■ TRY IT
Return all lines below containing the word "root".
-- INPUT FOR THIS TASK follows --
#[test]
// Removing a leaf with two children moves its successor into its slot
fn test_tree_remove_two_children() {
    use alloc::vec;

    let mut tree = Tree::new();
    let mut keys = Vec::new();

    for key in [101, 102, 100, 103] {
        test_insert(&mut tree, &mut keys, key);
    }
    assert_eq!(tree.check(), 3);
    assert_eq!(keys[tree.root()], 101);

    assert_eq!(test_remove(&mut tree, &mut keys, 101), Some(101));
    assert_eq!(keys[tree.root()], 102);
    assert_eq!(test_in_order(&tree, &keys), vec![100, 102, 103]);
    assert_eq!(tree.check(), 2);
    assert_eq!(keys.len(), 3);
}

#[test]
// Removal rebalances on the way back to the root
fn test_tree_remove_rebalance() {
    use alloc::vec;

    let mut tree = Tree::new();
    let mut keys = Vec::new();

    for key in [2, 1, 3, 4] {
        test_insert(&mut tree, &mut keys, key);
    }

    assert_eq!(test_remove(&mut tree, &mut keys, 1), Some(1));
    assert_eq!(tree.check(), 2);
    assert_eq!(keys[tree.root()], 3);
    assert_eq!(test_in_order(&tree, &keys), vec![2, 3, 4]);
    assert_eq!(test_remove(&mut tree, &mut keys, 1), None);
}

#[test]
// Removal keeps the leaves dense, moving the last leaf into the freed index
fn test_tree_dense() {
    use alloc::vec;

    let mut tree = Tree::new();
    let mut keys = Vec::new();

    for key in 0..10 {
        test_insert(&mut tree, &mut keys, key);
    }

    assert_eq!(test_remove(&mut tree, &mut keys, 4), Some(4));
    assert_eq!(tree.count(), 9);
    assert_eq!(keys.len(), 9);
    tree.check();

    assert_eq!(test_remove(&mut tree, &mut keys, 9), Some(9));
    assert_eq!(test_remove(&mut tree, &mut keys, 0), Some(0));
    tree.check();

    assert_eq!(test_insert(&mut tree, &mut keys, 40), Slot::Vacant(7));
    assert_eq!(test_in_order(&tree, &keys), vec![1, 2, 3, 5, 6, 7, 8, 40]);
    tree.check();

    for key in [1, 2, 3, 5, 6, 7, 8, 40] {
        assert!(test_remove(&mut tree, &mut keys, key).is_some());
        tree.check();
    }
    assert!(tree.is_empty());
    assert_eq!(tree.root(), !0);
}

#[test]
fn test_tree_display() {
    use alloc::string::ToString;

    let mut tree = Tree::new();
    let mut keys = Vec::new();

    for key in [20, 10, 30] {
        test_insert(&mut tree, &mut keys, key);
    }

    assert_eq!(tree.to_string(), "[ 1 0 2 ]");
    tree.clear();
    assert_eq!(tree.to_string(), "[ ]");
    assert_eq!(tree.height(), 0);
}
-- INPUT FOR THIS TASK concluded --
-- INPUT FOR THIS TASK follows --
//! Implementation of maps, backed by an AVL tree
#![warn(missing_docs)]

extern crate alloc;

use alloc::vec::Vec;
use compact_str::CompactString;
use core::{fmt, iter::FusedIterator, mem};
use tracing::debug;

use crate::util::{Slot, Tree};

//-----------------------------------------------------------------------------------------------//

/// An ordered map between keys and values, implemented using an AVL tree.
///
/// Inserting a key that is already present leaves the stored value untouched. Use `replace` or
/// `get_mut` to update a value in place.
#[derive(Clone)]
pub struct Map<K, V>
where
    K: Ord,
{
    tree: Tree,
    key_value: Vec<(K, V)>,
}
-- INPUT FOR THIS TASK concluded --
■ RESULT BELOW
    assert_eq!(keys[tree.root()], 101);
    assert_eq!(keys[tree.root()], 102);
// Removal rebalances on the way back to the root
    assert_eq!(keys[tree.root()], 3);
    assert_eq!(tree.root(), !0);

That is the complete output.